→ **Directions**
What lines below include the string "chain"? Pick them out and copy them.

→ **Dataset**

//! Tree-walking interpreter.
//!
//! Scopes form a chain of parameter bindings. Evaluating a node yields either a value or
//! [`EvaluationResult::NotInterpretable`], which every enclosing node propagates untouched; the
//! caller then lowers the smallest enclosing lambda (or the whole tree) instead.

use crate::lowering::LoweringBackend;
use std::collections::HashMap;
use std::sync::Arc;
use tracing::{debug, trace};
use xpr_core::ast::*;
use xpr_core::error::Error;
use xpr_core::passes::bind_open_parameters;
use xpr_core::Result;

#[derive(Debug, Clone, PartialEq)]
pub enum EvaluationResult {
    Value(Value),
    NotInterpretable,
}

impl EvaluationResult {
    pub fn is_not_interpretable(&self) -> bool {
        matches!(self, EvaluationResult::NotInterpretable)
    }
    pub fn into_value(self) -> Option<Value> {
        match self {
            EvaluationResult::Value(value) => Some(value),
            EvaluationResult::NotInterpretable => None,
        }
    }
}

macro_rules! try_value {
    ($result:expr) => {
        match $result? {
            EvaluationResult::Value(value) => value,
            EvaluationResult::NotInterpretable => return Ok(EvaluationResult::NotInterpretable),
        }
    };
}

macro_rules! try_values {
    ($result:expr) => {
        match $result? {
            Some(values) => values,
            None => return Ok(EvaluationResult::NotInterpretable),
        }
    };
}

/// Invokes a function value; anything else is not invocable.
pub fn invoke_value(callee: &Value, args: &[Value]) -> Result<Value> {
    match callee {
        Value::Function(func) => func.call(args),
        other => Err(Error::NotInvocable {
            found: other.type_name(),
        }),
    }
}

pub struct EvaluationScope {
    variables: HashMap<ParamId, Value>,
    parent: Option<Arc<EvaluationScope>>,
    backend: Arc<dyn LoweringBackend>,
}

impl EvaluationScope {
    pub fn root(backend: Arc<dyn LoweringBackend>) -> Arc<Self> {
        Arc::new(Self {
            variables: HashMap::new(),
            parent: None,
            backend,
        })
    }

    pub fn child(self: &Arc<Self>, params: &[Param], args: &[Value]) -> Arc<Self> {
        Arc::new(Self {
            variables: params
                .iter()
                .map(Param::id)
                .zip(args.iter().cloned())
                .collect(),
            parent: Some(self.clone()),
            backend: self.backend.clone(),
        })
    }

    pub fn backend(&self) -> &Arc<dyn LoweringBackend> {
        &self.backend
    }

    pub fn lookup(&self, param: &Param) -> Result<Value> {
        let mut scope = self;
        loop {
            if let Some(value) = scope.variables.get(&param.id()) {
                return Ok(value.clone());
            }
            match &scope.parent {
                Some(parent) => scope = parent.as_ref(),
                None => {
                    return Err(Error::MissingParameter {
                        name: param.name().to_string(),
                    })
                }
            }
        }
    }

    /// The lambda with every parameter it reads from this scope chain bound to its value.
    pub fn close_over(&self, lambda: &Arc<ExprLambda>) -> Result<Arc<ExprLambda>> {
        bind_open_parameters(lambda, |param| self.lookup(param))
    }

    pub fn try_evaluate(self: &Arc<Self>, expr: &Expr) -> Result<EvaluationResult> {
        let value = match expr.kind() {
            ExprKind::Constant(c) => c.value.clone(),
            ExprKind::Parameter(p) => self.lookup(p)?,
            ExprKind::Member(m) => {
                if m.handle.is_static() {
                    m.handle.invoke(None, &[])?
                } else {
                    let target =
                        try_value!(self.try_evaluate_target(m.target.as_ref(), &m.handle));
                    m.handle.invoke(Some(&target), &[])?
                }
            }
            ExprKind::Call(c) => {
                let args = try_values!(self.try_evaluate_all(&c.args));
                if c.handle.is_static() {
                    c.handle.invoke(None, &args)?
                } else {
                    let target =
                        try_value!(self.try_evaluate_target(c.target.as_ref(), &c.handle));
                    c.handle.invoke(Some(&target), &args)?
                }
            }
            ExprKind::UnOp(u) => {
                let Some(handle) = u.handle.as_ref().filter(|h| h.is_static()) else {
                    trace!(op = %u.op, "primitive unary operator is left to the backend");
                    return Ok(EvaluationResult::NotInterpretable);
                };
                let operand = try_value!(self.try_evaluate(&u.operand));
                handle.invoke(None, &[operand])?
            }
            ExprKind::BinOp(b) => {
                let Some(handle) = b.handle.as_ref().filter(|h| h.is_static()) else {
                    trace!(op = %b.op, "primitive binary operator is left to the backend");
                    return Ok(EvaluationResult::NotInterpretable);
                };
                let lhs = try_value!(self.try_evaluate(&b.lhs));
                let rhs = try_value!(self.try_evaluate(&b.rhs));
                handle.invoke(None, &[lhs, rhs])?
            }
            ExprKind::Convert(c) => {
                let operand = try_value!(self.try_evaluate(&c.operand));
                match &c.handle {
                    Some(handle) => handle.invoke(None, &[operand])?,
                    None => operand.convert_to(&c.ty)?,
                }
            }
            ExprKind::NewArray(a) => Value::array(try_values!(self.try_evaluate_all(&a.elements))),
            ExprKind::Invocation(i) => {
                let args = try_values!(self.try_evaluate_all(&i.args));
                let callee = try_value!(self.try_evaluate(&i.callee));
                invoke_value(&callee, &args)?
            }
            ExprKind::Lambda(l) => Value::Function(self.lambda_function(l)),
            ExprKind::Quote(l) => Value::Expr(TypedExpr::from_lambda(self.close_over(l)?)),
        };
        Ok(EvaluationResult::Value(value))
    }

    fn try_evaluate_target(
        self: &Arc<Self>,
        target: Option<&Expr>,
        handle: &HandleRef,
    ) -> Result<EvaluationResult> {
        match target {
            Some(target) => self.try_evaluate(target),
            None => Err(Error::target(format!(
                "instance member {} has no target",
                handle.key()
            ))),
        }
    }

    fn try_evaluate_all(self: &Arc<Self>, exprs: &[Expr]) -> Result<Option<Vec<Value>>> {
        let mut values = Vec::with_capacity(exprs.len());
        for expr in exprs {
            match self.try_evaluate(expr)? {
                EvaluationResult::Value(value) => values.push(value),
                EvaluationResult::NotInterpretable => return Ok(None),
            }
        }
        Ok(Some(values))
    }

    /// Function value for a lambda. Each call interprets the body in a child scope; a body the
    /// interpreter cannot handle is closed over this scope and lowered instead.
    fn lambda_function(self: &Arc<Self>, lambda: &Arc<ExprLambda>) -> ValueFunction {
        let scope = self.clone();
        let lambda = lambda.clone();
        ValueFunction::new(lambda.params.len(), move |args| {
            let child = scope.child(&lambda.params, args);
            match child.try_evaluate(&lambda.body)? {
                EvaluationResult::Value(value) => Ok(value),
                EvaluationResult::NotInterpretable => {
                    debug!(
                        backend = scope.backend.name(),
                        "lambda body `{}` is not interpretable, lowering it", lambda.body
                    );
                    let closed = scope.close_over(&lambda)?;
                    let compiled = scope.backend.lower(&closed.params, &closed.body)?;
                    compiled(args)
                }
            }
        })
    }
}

---

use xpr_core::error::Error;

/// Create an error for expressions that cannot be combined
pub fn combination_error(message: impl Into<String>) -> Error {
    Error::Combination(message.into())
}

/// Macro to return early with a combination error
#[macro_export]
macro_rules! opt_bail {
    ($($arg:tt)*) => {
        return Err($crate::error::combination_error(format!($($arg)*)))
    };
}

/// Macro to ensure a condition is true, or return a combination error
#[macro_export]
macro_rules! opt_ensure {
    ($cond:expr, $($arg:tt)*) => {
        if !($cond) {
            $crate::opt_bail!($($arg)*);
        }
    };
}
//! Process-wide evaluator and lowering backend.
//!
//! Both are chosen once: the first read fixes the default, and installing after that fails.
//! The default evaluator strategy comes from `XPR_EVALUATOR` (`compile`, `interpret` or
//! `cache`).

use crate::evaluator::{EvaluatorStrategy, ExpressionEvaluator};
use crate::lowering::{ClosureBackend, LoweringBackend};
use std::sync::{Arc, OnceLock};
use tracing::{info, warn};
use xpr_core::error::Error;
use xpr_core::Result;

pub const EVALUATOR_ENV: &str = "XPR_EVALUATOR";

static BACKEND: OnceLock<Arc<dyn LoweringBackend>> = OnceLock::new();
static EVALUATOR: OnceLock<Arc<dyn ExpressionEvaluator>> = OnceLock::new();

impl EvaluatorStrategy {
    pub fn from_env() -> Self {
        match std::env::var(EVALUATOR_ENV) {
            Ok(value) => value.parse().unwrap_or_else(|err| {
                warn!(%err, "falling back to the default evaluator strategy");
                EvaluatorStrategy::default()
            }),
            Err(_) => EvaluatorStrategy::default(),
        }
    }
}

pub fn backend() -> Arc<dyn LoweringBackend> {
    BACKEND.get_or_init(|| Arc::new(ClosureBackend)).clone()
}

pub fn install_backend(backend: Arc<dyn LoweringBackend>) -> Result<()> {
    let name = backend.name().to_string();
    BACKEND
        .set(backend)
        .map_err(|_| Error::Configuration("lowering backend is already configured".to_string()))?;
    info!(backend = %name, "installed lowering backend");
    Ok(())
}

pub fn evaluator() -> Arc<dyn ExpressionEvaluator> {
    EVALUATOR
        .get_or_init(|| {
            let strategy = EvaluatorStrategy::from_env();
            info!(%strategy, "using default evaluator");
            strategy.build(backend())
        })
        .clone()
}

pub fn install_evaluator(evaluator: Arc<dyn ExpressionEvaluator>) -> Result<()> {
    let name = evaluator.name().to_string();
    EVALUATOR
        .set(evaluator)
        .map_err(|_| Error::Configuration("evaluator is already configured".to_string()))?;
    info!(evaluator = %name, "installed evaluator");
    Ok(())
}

→ **Solved exercise**
//! Scopes form a chain of parameter bindings. Evaluating a node yields either a value or
    /// The lambda with every parameter it reads from this scope chain bound to its value.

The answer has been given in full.